A standard model of price formation in market microstructure can be depicted as:

\[P_t = P_{t-1} + \lambda \sum_{j=1}^{m} w_j (E[V\mid I_j] - P_{t-1})\]

Where:

$P_t$ is the new price.
$P_{t-1}$ is the previous price.
$\lambda$ is the market liquidity parameter.
$w_j$ is the relative market power (e.g., capital, influence) of trader $j$.
$E[V\mid I_j]$ is trader $j$’s valuation based on their information.

This equation essentially describes the new price as the old price plus a weighted average of how much each trader’s valuation deviates from that old price. A weighted average is a linear combination. The market, in this view, computes a linear aggregate of individual beliefs, scaled by their capacity to deploy capital⁵.

From Individual Beliefs to Price Moves

The process generally unfolds like this:

Each trader forms a belief $E[V\mid I_j]$ using their private information.
If $E[V\mid I_j] > P_{t-1}$, they are inclined to buy. If $E[V\mid I_j] < P_{t-1}$, they are inclined to sell.
The size of their order is often (though not always perfectly) proportional to the perceived mispricing: $(E[V\mid I_j] - P_{t-1})$.
These buy and sell orders collectively shift the price, typically through a mechanism that approximates a linear summation of these pressures.

Kyle’s Lambda: A Model of Linearity

The influential Kyle (1985) model of market microstructure formalizes this linear relationship⁴. In its basic form, it posits:

\[\Delta P = \lambda \cdot \text{Order Flow}\]

Where “Order Flow” is the net imbalance between buy and sell orders.
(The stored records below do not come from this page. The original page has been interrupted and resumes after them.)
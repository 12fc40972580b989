use std::collections::{BTreeMap, HashMap};

use crate::{
    ast::{Connective, Expr},
    error::EvalError,
};

/// Result type used by the evaluator.
///
/// All evaluation functions return either a value of type `T` or an
/// `EvalError` describing the failure.
pub type EvalResult<T> = Result<T, EvalError>;

/// One truth assignment: a mapping from variable name to truth value.
///
/// A `BTreeMap` keeps the keys in alphabetical order, which fixes the
/// enumeration order and the variable column order of a table.
pub type Assignment = BTreeMap<char, bool>;

/// The sub-expression values observed under one assignment, keyed by the
/// canonical rendering of each sub-sentence.
///
/// Built fresh per assignment and never persisted across assignments.
pub type SubExprValues = HashMap<String, bool>;

/// Evaluates a sentence under one assignment.
///
/// A pure function of the tree and the assignment: literals evaluate to
/// themselves, variables look their value up in `assignment`, and the
/// connectives follow the usual truth-functional semantics (`IMPLIES` is
/// `NOT left OR right`, `EQUIVALENT` is equality of the sides). Both
/// operands of a binary node are always evaluated; there is no
/// short-circuiting, so the recording variant observes exactly the same
/// values.
///
/// # Parameters
/// - `expr`: The sentence to evaluate.
/// - `assignment`: Truth values for the sentence's variables.
///
/// # Returns
/// The truth value of the sentence.
///
/// # Errors
/// Returns [`EvalError::UnboundVariable`] if a variable has no entry in
/// `assignment`. This cannot happen when the assignment was built from the
/// tree's own variable set, as
/// [`generate_table`](super::table::generate_table) does.
///
/// # Examples
/// ```
/// use veritab::interpreter::{
///     evaluator::core::{Assignment, evaluate},
///     lexer::scan,
///     parser::core::parse,
/// };
///
/// let root = parse(&scan("P IMPLIES Q").unwrap()).unwrap();
/// let assignment = Assignment::from([('P', true), ('Q', false)]);
/// assert_eq!(evaluate(&root, &assignment), Ok(false));
/// ```
pub fn evaluate(expr: &Expr, assignment: &Assignment) -> EvalResult<bool> {
    match expr {
        Expr::Literal(value) => Ok(*value),
        Expr::Variable(name) => {
            assignment.get(name)
                      .copied()
                      .ok_or(EvalError::UnboundVariable { name: *name })
        },
        Expr::Not(operand) => Ok(!evaluate(operand, assignment)?),
        Expr::Binary { op, left, right } => {
            let left = evaluate(left, assignment)?;
            let right = evaluate(right, assignment)?;
            Ok(apply_connective(*op, left, right))
        },
    }
}

/// Evaluates a sentence while recording every sub-expression's value.
///
/// Performs the same walk as [`evaluate`], and additionally inserts each
/// non-leaf node's canonical rendering and value into `records`. Duplicate
/// renderings overwrite each other with the same value, since a value is
/// determined by the assignment rather than by node identity.
///
/// Leaves are not recorded here: variables already have their own table
/// columns, and the root's rendering is inserted by the caller so that a
/// bare literal or variable sentence still gets a result column.
///
/// # Parameters
/// - `expr`: The sentence to evaluate.
/// - `assignment`: Truth values for the sentence's variables.
/// - `records`: Receives rendering/value pairs for this assignment.
///
/// # Returns
/// The truth value of the sentence.
///
/// # Errors
/// Returns [`EvalError::UnboundVariable`] under the same condition as
/// [`evaluate`].
pub fn evaluate_recorded(expr: &Expr,
                         assignment: &Assignment,
                         records: &mut SubExprValues)
                         -> EvalResult<bool> {
    match expr {
        Expr::Literal(value) => Ok(*value),
        Expr::Variable(name) => {
            assignment.get(name)
                      .copied()
                      .ok_or(EvalError::UnboundVariable { name: *name })
        },
        Expr::Not(operand) => {
            let value = !evaluate_recorded(operand, assignment, records)?;
            records.insert(expr.to_string(), value);
            Ok(value)
        },
        Expr::Binary { op, left, right } => {
            let left = evaluate_recorded(left, assignment, records)?;
            let right = evaluate_recorded(right, assignment, records)?;
            let value = apply_connective(*op, left, right);
            records.insert(expr.to_string(), value);
            Ok(value)
        },
    }
}

const fn apply_connective(op: Connective, left: bool, right: bool) -> bool {
    match op {
        Connective::And => left && right,
        Connective::Or => left || right,
        Connective::Implies => !left || right,
        Connective::Equivalent => left == right,
    }
}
This $\lambda$ (Kyle’s lambda) represents market illiquidity – how much the price moves for a given unit of net order flow. While the real world is more complex, this linear model has found empirical support in many contexts, particularly for small to moderate order sizes relative to market depth. ⁶ ⁷ ⁸ Researchers often test it by regressing price changes on net order flow data from exchanges, though isolating the “informed” component of order flow from “noise” trading is a significant challenge. ⁹ ⁷ ⁸ Some studies also find that for very large trades, the impact might become non-linear (concave). ⁶

The Linearity Bottleneck

This inherent linearity is the crux of the problem. If the true value function of an asset is highly non-linear (like our all-or-nothing conjunction example), a linear aggregation mechanism struggles to accurately reflect it unless a single actor possesses (and can process) almost all the critical information.

In our conjunction problem, the market price approximates:

\[P_t \approx \sum_{j=1}^{m} w_j E[V\mid I_j]\]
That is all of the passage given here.